BBMB Research Seminars

March 22

Sladjana Prisic
Department of Biochemistry, Biophysics, and Molecular Biology
Iowa State University
Copalyl diphosphate synthase (CPS) - a model class II diterpene cyclase
1414 Molecular Biology Buidling
4:10 p.m.


Terpene synthases or cyclases are intriguing group of enzymes that conduct cyclization of simple linear substrates utilizing two basic mechanisms – ionization initiated (class I) and protonation initiated (class II) reaction. The core carbon backbone is further decorated by various functional groups giving around 50,000 known terpenoid structures and creating a significant pool of physiologically relevant and pharmaceutically interesting compounds.

Biosynthesis of labdane-related diterpenes (which contains more than 5,000 members) from the common precursor geranylgeranyl pyrophosphate (GGPP) is initiated by a poorly understood protonation of an olefin and subsequent cyclization, known as class II mechanism. We chose copalyl diphosphate synthase (CPS), the enzyme that catalyses committed step in gibberellin and phytoalexin biosynthesis, as a model system for class II diterpene cyclization. We cloned and functionally expressed CPS enzymes from Arabidopsis, rice, and corn. Various biochemical and molecular biology techniques were used to determine their function and biochemical characteristics, including the expression patterns and product specificity, as well as stabilization for in vitro studies.

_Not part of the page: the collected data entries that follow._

//! Crawl session: one pooled client and one pacer for the length of a run
//!
//! A session is created per crawl run and dropped when the run ends, which
//! releases the connection pool. All fetches within it are awaited one at a
//! time, in order.

use super::fetcher::{FetchClient, FetchError};
use super::pacer::Pacer;
use crate::config::Config;
use crate::extract::{detail_extractor, listing_url, parse_listing};
use crate::record::{DetailRecord, ListingEntry, ListingErrorMarker, Source};
use crate::url::parse_base;
use crate::{ConfigError, Result};
use std::collections::HashSet;
use std::time::Instant;
use url::Url;

/// Result of one listing crawl
#[derive(Debug, Clone, PartialEq, Eq)]
pub struct ListingRun {
    /// Records and error markers in page order
    pub entries: Vec<ListingEntry>,
    /// Pages walked, after clamping to the configured cap
    pub pages: u32,
}

/// Owns the network resources of one crawl run
#[derive(Debug)]
pub struct CrawlSession {
    client: FetchClient,
    pacer: Pacer,
    allforyoung_base: Url,
    wevity_base: Url,
    max_pages_cap: u32,
}

impl CrawlSession {
    /// Builds the HTTP client and pacer from `config`
    pub fn new(config: &Config) -> Result<Self> {
        let allforyoung_base = parse_base(&config.sources.allforyoung_base)
            .map_err(|e| ConfigError::InvalidUrl(format!("allforyoung-base: {}", e)))?;
        let wevity_base = parse_base(&config.sources.wevity_base)
            .map_err(|e| ConfigError::InvalidUrl(format!("wevity-base: {}", e)))?;

        tracing::debug!(
            "Starting crawl session (timeout {}s, min interval {}ms)",
            config.fetch.timeout_secs,
            config.pacing.min_interval_ms
        );

        Ok(Self {
            client: FetchClient::new(&config.fetch)?,
            pacer: Pacer::from_config(&config.pacing),
            allforyoung_base,
            wevity_base,
            max_pages_cap: config.listing.max_pages_cap,
        })
    }

    /// Base origin configured for `source`
    pub fn base_url(&self, source: Source) -> &Url {
        match source {
            Source::AllForYoung => &self.allforyoung_base,
            Source::Wevity => &self.wevity_base,
        }
    }

    /// Crawls `max_pages` listing pages starting at `start_page`
    ///
    /// A page whose fetch fails contributes one [`ListingErrorMarker`] in its
    /// position and the loop moves on. Results are in page order, then
    /// document order within a page.
    pub async fn crawl_listing(
        &mut self,
        source: Source,
        start_page: u32,
        max_pages: u32,
    ) -> Vec<ListingEntry> {
        self.crawl_listing_run(source, start_page, max_pages)
            .await
            .entries
    }

    /// Like [`crawl_listing`](Self::crawl_listing), also reporting how many
    /// pages were walked after clamping the requested range
    pub async fn crawl_listing_run(
        &mut self,
        source: Source,
        start_page: u32,
        max_pages: u32,
    ) -> ListingRun {
        let (start_page, max_pages) = self.clamp_page_range(start_page, max_pages);
        let base = self.base_url(source).clone();
        let end_page = start_page.saturating_add(max_pages);

        tracing::info!(
            "Crawling {} listing pages {}..={}",
            source,
            start_page,
            end_page - 1
        );

        let mut entries = Vec::new();
        let mut seen_across_pages = HashSet::new();

        for page in start_page..end_page {
            let url = match listing_url(source, &base, page) {
                Ok(url) => url,
                Err(e) => {
                    entries.push(error_marker(page, e.to_string()));
                    continue;
                }
            };

            let html = match self.paced_fetch(&url).await {
                Ok(html) => html,
                Err(e) => {
                    tracing::warn!("Listing page {} failed: {}", page, e);
                    entries.push(error_marker(page, e.to_string()));
                    continue;
                }
            };

            let records = parse_listing(source, &html, &base);
            tracing::info!("Page {}: {} records", page, records.len());

            for record in records {
                // Cross-page repeats are reported but kept
                if !seen_across_pages.insert(record.id.clone()) {
                    tracing::debug!("Id {} seen again on page {}", record.id, page);
                }
                entries.push(ListingEntry::Record(record));
            }
        }

        ListingRun {
            entries,
            pages: max_pages,
        }
    }

    /// Listing crawl of the card-style site
    pub async fn crawl_listing_a(&mut self, start_page: u32, max_pages: u32) -> Vec<ListingEntry> {
        self.crawl_listing(Source::AllForYoung, start_page, max_pages)
            .await
    }

    /// Fetches and extracts one detail page
    ///
    /// Returns None when the id is not numeric or the page cannot be fetched;
    /// the reason is logged but not returned.
    pub async fn fetch_detail(&mut self, source: Source, id: &str) -> Option<DetailRecord> {
        let extractor = detail_extractor(source);
        let url = match extractor.detail_url(self.base_url(source), id) {
            Ok(url) => url,
            Err(e) => {
                tracing::warn!("Cannot build {} detail URL: {}", source, e);
                return None;
            }
        };

        let html = match self.paced_fetch(&url).await {
            Ok(html) => html,
            Err(e) => {
                tracing::warn!("Detail {} {} unavailable: {}", source, id, e);
                return None;
            }
        };

        Some(extractor.extract_html(&html, id.trim(), &url))
    }

    /// Waits for the pacer, fetches, then starts the interval once the
    /// response (or failure) is in
    async fn paced_fetch(&mut self, url: &Url) -> std::result::Result<String, FetchError> {
        self.pacer.wait().await;
        let result = self.client.fetch(url.as_str()).await;
        self.pacer.finished(Instant::now());
        result
    }

    fn clamp_page_range(&self, start_page: u32, max_pages: u32) -> (u32, u32) {
        let start = if start_page == 0 {
            tracing::warn!("Start page 0 requested, starting at page 1");
            1
        } else {
            start_page
        };

        let pages = if max_pages == 0 {
            tracing::warn!("Zero pages requested, crawling 1");
            1
        } else if max_pages > self.max_pages_cap {
            tracing::warn!(
                "{} pages requested, limited to {}",
                max_pages,
                self.max_pages_cap
            );
            self.max_pages_cap
        } else {
            max_pages
        };

        (start, pages)
    }
}

fn error_marker(page: u32, error: String) -> ListingEntry {
    ListingEntry::Error(ListingErrorMarker { page, error })
}

/// One-shot detail fetch from the card-style site
pub async fn fetch_detail_a(config: &Config, id: &str) -> Result<Option<DetailRecord>> {
    let mut session = CrawlSession::new(config)?;
    Ok(session.fetch_detail(Source::AllForYoung, id).await)
}

/// One-shot detail fetch from the table-style site
pub async fn fetch_detail_b(config: &Config, id: &str) -> Result<Option<DetailRecord>> {
    let mut session = CrawlSession::new(config)?;
    Ok(session.fetch_detail(Source::Wevity, id).await)
}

Additionally, we conducted more detailed biochemical analysis of Arabidopsis CPS (AtCPS) to optimize the enzymatic assay and discovered a novel intra-steric regulation by Mg2+ in synergism with GGPP that may be involved in control of gibberellin biosynthesis. Getting further into the underlying mechanism, we used mutagenesis, inhibitors, and substrate analogues that helped us identify residues essential for catalysis and metal cofactor binding. Specifically, an epoxy analog of GGPP was coupled to site-directed mutagenesis to provide evidence that the DXDD motif, with the assistance of conserved His331, in class II diterpene cyclases is involved in C=C double bond protonation, similar to the role of the DXDD motif found in the otherwise unrelated triterpene cyclases. We also showed that the conserved DXDD motif in AtCPS is a potential inhibitory binding site for Mg2+ and GGPP. Finally, we conducted domain-swapping experiments of class I and class II diterpene cyclases (i.e. kaurene synthase and copalyl synthase), as well as CPSs from rice with different product stereochemistry (OsCPS2ent and OsCPS4syn), in order to identify structural requirements for class II catalysis.

In conclusion, our findings created a strong basis for further mechanistic and structural studies of the significant class II terpene synthases that is the first and the most important step towards understanding of terpene, especially labdane biosynthesis. In addition, by resolving class II terpene cyclase mechanism, we are creating a powerful tool to engineer synthesis of many pharmaceutically interesting compounds in the future.